Plasma metalloproteinase levels and left ventricular remodeling in hypertrophic cardiomyopathy in patients with an identical mutation

Abstract

Although it has been reported that matrix metalloproteinases (MMPs) are associated with left ventricular (LV) remodeling in patients with hypertrophic cardiomyopathy (HCM), the impact of plasma MMP levels in patients with HCM is somewhat vague. Plasma levels of MMP-2, MMP-9, and clinical/echocardiographic findings were evaluated in 16 HCM patients with preserved LV ejection fraction (defined as LV ejection fraction more than 50%) caused by an identical frameshift mutation (S593fs: a one-base deletion of a thymidine at nucleotide 11,645) in the cardiac myosin-binding protein C gene. MMP-2 levels were inversely related to LV ejection fraction (r(2)=-37, p=0.01). MMP-9 levels were inversely related to LV end-diastolic dimension (r(2)=-0.24, p=0.06) and positively related to the maximum LV wall thickness (r(2)=0.25, p=0.04). During follow-up period of 4.1 ± 1.2 years, LV ejection fraction decreased from 68.5 ± 7.4% to 64.9 ± 9% (p=0.03).
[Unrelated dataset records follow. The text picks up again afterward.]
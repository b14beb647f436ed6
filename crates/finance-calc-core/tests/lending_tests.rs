use chrono::NaiveDate;
use finance_calc_core::lending::{amortization, mortgage};
use finance_calc_core::presentation::format_currency;
use rust_decimal::Decimal;
use rust_decimal_macros::dec;

// ===========================================================================
// Loan amortization
// ===========================================================================

#[test]
fn test_car_loan_25k_7_5_pct_5y() {
    // Site worked example: $25,000 at 7.5% over 5 years, quoted as ~$500.76.
    // The level-payment formula gives 500.9487...
    let terms = amortization::LoanTerms::new(dec!(25_000), dec!(0.075), 5);
    let result = amortization::generate_amortization_schedule(&terms).unwrap();
    let sched = &result.result;

    assert_eq!(sched.entries.len(), 60);
    assert!(
        (sched.monthly_payment - dec!(500.76)).abs() < dec!(0.25),
        "payment {} too far from the quoted figure",
        sched.monthly_payment
    );
    assert_eq!(format_currency(sched.monthly_payment), "$500.95");
    assert!(sched.entries.last().unwrap().remaining_balance.abs() < dec!(0.01));
    assert!((sched.total_principal - dec!(25_000)).abs() < dec!(0.000001));
}

#[test]
fn test_thirty_year_mortgage_reference_totals() {
    // 200k at 6% for 30 years: payment 1,199.10, total interest ~231,676
    let terms = amortization::LoanTerms::new(dec!(200_000), dec!(0.06), 30);
    let sched = amortization::generate_amortization_schedule(&terms)
        .unwrap()
        .into_result();

    assert_eq!(sched.entries.len(), 360);
    assert!((sched.total_interest - dec!(231_676)).abs() < dec!(2));
    assert!((sched.total_paid - sched.total_principal - sched.total_interest).abs() < dec!(0.000001));
    // Early payments are mostly interest, late payments mostly principal
    assert!(sched.entries[0].interest_portion > sched.entries[0].principal_portion);
    assert!(sched.entries[359].principal_portion > sched.entries[359].interest_portion);
}

#[test]
fn test_zero_interest_loan_splits_evenly() {
    let terms = amortization::LoanTerms::new(dec!(6_000), Decimal::ZERO, 2);
    let sched = amortization::generate_amortization_schedule(&terms)
        .unwrap()
        .into_result();

    assert_eq!(sched.monthly_payment, dec!(250));
    assert!(sched.entries.iter().all(|e| e.interest_portion == Decimal::ZERO));
    assert!(sched.entries.iter().all(|e| e.payment == dec!(250)));
}

#[test]
fn test_prepayment_with_dates() {
    let terms = amortization::LoanTerms {
        principal: dec!(30_000),
        annual_rate: dec!(0.05),
        term_years: 5,
        extra_monthly_payment: dec!(500),
        start_date: NaiveDate::from_ymd_opt(2025, 3, 1),
    };
    let sched = amortization::generate_amortization_schedule(&terms)
        .unwrap()
        .into_result();

    assert!(sched.payoff_months < 60);
    assert!(sched.interest_saved > Decimal::ZERO);
    let last = sched.entries.last().unwrap();
    assert_eq!(last.remaining_balance, Decimal::ZERO);
    assert!(last.payment <= sched.monthly_payment + dec!(500));
    assert_eq!(sched.payoff_date, last.payment_date);
}

#[test]
fn test_schedule_serialises_to_json() {
    let terms = amortization::LoanTerms::new(dec!(1_000), dec!(0.12), 1);
    let result = amortization::generate_amortization_schedule(&terms).unwrap();
    let json = serde_json::to_value(&result).unwrap();
    assert_eq!(json["result"]["entries"].as_array().unwrap().len(), 12);
    assert!(json["result"]["entries"][0].get("payment_date").is_none());
    assert_eq!(json["assumptions"]["term_years"], 1);
}

// ===========================================================================
// Mortgage
// ===========================================================================

#[test]
fn test_mortgage_twenty_percent_down_no_pmi() {
    let input = mortgage::MortgageInput {
        home_price: dec!(300_000),
        down_payment: dec!(60_000),
        annual_rate: dec!(0.07),
        term_years: 30,
        annual_property_tax: dec!(4_800),
        annual_home_insurance: dec!(1_500),
        annual_pmi_rate: dec!(0.01),
    };
    let m = mortgage::compute_mortgage_payment(&input).unwrap().result;
    assert_eq!(m.pmi, Decimal::ZERO);
    assert!(!m.pmi_required);
    assert_eq!(m.property_tax, dec!(400));
    assert_eq!(m.insurance, dec!(125));
}

#[test]
fn test_mortgage_pmi_positive_below_threshold() {
    let input = mortgage::MortgageInput {
        home_price: dec!(300_000),
        down_payment: dec!(59_999),
        annual_rate: dec!(0.07),
        term_years: 30,
        annual_property_tax: Decimal::ZERO,
        annual_home_insurance: Decimal::ZERO,
        annual_pmi_rate: dec!(0.005),
    };
    let m = mortgage::compute_mortgage_payment(&input).unwrap().result;
    assert!(m.pmi > Decimal::ZERO);
    assert_eq!(m.total_monthly_payment, m.principal_and_interest + m.pmi);
}

#[test]
fn test_mortgage_rejects_full_down_payment() {
    let input = mortgage::MortgageInput {
        home_price: dec!(300_000),
        down_payment: dec!(310_000),
        annual_rate: dec!(0.07),
        term_years: 30,
        annual_property_tax: Decimal::ZERO,
        annual_home_insurance: Decimal::ZERO,
        annual_pmi_rate: Decimal::ZERO,
    };
    assert!(mortgage::compute_mortgage_payment(&input).is_err());
}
Among clinical, echocardiographic findings at baseline and levels of biomarkers, high MMP-9 levels were only related to the decrease of LV ejection fraction from baseline to follow-up (r(2)=0.39, p=0.009). MMP-2 levels are related to reduced LV systolic function in HCM patients with preserved LV ejection fraction caused by an identical cardiac myosin-binding protein C gene abnormality. On the other hand, MMP-9 levels are associated with small LV size and the degree of LV hypertrophy and related to the deterioration in LV systolic function during follow-up. These results suggest that MMPs are important in the process of LV remodeling in HCM.